What to do
Each line below containing the word "spin" needs to be shown.

# # # #

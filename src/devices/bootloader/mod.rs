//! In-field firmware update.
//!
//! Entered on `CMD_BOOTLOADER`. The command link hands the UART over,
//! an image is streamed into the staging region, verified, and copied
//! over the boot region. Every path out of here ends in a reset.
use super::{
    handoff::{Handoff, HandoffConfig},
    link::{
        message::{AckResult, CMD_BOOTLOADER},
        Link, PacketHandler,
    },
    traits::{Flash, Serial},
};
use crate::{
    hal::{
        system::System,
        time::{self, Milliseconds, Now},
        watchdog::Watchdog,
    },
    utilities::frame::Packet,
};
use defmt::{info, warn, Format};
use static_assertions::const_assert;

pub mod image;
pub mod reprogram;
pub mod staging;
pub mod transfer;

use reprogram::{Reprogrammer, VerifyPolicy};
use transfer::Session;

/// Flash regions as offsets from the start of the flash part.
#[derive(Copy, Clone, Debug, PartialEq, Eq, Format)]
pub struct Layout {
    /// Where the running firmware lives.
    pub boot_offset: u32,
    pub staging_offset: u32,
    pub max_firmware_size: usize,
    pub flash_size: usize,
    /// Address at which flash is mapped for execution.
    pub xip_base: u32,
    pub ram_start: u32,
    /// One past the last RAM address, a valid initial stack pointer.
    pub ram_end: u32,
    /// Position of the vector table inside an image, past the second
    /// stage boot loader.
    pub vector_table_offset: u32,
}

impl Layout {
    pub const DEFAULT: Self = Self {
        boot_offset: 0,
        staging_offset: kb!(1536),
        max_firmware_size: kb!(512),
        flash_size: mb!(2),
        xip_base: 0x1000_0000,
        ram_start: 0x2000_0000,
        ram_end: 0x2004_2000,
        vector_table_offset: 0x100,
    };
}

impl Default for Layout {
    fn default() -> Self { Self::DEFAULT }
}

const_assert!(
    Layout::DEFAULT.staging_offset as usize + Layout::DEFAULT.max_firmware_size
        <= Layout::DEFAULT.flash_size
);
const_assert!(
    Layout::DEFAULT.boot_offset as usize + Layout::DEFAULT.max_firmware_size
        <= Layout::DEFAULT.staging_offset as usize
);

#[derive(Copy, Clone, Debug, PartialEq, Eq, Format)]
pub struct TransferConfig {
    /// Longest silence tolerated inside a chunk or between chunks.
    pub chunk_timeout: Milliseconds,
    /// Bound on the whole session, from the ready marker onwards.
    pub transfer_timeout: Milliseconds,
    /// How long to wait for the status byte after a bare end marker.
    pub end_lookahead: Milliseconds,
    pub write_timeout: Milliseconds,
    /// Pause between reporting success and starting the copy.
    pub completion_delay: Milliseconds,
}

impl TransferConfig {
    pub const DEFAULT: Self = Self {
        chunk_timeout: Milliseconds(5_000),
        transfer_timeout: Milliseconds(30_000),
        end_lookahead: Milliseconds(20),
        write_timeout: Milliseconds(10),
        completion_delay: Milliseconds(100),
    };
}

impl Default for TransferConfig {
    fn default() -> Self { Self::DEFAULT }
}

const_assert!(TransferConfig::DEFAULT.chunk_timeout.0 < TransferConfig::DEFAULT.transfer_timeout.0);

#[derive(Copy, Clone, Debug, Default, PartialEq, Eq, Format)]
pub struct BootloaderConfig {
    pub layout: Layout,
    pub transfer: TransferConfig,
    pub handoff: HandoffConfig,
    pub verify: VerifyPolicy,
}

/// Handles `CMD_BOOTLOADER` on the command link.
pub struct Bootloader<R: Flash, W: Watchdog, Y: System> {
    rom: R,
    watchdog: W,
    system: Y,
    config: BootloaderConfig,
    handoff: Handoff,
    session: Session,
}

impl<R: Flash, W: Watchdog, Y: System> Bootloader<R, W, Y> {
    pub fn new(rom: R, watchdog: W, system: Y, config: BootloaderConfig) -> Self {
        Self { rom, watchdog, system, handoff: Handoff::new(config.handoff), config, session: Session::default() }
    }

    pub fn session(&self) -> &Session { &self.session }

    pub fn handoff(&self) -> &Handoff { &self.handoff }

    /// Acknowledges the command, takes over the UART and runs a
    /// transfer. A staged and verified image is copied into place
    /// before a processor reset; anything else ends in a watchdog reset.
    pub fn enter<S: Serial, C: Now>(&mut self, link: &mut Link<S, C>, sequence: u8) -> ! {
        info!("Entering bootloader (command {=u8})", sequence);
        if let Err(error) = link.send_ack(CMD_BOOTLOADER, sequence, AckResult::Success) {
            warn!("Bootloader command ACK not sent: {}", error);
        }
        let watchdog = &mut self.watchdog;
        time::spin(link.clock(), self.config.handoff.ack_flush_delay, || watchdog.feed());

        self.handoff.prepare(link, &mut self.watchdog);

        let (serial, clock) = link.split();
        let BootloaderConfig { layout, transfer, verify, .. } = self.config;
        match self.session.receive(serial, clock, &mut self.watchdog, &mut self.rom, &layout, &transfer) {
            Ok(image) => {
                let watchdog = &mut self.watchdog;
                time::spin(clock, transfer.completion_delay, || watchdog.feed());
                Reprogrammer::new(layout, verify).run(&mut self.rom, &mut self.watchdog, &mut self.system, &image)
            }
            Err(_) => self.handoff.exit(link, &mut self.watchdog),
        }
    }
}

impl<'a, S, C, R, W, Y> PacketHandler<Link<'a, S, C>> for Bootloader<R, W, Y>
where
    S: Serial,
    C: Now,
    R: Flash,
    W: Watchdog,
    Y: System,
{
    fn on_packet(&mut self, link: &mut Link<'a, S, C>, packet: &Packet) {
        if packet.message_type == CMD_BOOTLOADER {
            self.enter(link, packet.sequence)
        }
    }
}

# # # #

Result below
        time::spin(link.clock(), self.config.handoff.ack_flush_delay, || watchdog.feed());
                time::spin(clock, transfer.completion_delay, || watchdog.feed());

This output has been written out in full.